Running Quality, Cost, and Latency Evaluations for Microsoft Foundry’s Model Router

Date: 2026-05-19

Discover how to run comprehensive evaluations on Microsoft Foundry’s Model Router with an open-source pipeline that balances quality, cost, and latency for smarter model selection.

Tags: ["Microsoft Foundry", "Model Router", "AI Evaluation", "Open Source", "LLM Benchmarking"]

One of the biggest challenges when integrating multiple large language models (LLMs) in real-time applications is deciding which model to use for each prompt—balancing cost, latency, and quality effectively. Microsoft Foundry’s Model Router addresses this by dynamically selecting the optimal LLM based on task complexity, reasoning needs, and prompt type. This removes much of the manual overhead developers usually face when managing model selection.

But how can you confidently verify that the Model Router truly outperforms using a single model alone? This post walks through a guided approach for running rigorous evaluations—covering quality, cost, latency, and compliance impacts—using an open-source GitHub repo explicitly designed for the Model Router’s routing-aware pipelines.

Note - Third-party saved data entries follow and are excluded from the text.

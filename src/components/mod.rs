//! UI Components
//!
//! Page behaviors, each written against the [`View`](crate::view::View) seam.

mod auto_save;
mod form_validator;
mod prompt_example;
mod request_observer;
mod submit_shortcut;
mod theme;
mod toast;
mod upload_preview;

pub use auto_save::AutoSave;
pub use form_validator::FormValidator;
pub use prompt_example::use_example;
pub use request_observer::{
    RequestDetail, RequestEvent, RequestObserver, AFTER_REQUEST_EVENT, BEFORE_REQUEST_EVENT,
    RESPONSE_ERROR_EVENT,
};
pub use submit_shortcut::SubmitShortcut;
pub use theme::ThemeToggle;
pub use toast::ToastService;
pub use upload_preview::UploadPreview;
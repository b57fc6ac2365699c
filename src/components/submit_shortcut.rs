//! Submit Shortcut
//!
//! Ctrl/Cmd+Enter submits the form that contains the focused element.

use std::rc::Rc;

use dom_hotkeys::{KeyChord, KeyPress};

use crate::view::View;

pub struct SubmitShortcut<V: View> {
    view: Rc<V>,
    chord: KeyChord,
}

impl<V: View> SubmitShortcut<V> {
    pub fn new(view: Rc<V>) -> Self {
        Self {
            view,
            chord: KeyChord::ctrl_or_meta("Enter"),
        }
    }

    /// Returns true when a form was submitted and the default action should be prevented
    pub fn handle(&self, press: &KeyPress) -> bool {
        if !self.chord.matches(press) {
            return false;
        }
        let Some(form) = self
            .view
            .active_element()
            .and_then(|focused| self.view.closest(&focused, "form"))
        else {
            return false;
        };
        self.view.request_submit(&form);
        true
    }
}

You’ll learn how the pipeline works under the hood, how to prepare datasets and configurations, and how to interpret evaluation results, enabling you to make data-driven decisions about whether the Model Router fits your production stack.

Architecture Overview

┌─────────────────────────────────────────────┐
│           Enterprise Prompt Data             │
├─────────────────────────────────────────────┤
│  • Developer-provided prompt sets            │
│  • JSONL, CSV, or SQL-based inputs           │
└─────────────────────────────────────────────┘
               ↓
┌─────────────────────────────────────────────┐
│           Foundry Model Router Eval          │
├─────────────────────────────────────────────┤
│  • Router queries deployed models            │
│  • Measures quality (judged by LLM-as-judge)│
│  • Calculates latency and cost per response  │
│  • Supports model subset compliance testing  │
└─────────────────────────────────────────────┘
               ↓
┌─────────────────────────────────────────────┐
│            Reporting & Integration           │
├─────────────────────────────────────────────┤
│  • Generates interactive evaluation dashboard│
│  • Provides diff tools for run comparisons   │
│  • Optional submission to Foundry enterprise │
│    tooling for cloud-graded insights         │
└─────────────────────────────────────────────┘

This architecture highlights a tightly integrated pipeline, which accepts your domain-specific prompts, exercises the Model Router's runtime decisions across underlying LLMs, and provides nuanced metrics—enabling objective trade-offs between cost, response time, and answer quality.

Microsoft Foundry Logo
Image source: Microsoft Foundry Blog

Key Technical Observations

Router-Aware Cost Calculations — Unlike naïve benchmarking, this pipeline includes router input-prompt markup plus underlying model pricing resolved dynamically per selected model. This ensures real cost-impact transparency.
LLM-as-Judge with Bias Control — Evaluations use a dual-ordered pairwise scoring system where a dedicated judge LLM scores results in a way that cancels out position bias in comparisons, improving scoring fidelity.
Flexible Prompt Input Formats — Support for JSONL, CSV, or SQL-based prompt datasets allows seamless integration with diverse developer workflows and data sources.
Resumable and Scalable Runs — Built-in dry-run validations, incremental resume capabilities, and concurrency settings optimize large evaluation jobs without overrunning rate limits, essential for enterprise-scale testing.
Subset Compliance Testing — The pipeline can simulate locked-down model subsets (e.g., for regulatory compliance), quantifying the impact on quality and costs—a crucial feature for governed AI use cases.
Optional Cloud Hand-Off — Results can be pushed back into Foundry’s cloud portal for enhanced governance, quality grading, and operational visibility, merging local experimentation with enterprise tooling.

How It Works

Quick Preview Without API Keys

To explore the pipeline outputs before full setup, developers can run a no-credential demo script providing mock data and a pre-rendered interactive dashboard.

# macOS / Linux
bash scripts/demo.sh

# Windows
.\scripts\demo.ps1

Alternatively, opening the WALKTHROUGH.ipynb Jupyter notebook allows interactive exploration.

Step 1 — Installation

Clone the repo and install dependencies using Python 3.9+:

git clone https://github.com/microsoft/foundry-model-router-autoeval.git
cd foundry-model-router-autoeval
pip install -e ".[dev]"

Note that Model Router deployments today only support East US 2 and Sweden Central regions.

Step 2 — Credential Setup

Copy the example environment file and fill in these required credentials:

cp .env.example .env

AZURE_MODEL_ROUTER_* for the router under test
AZURE_OPENAI_* and AZURE_BASELINE_DEPLOYMENT for the baseline model used in comparison
AZURE_JUDGE_* for the model that will act as scorer/judge

Make sure you deploy Claude models separately if you intend to route to them, since the router does not deploy those automatically.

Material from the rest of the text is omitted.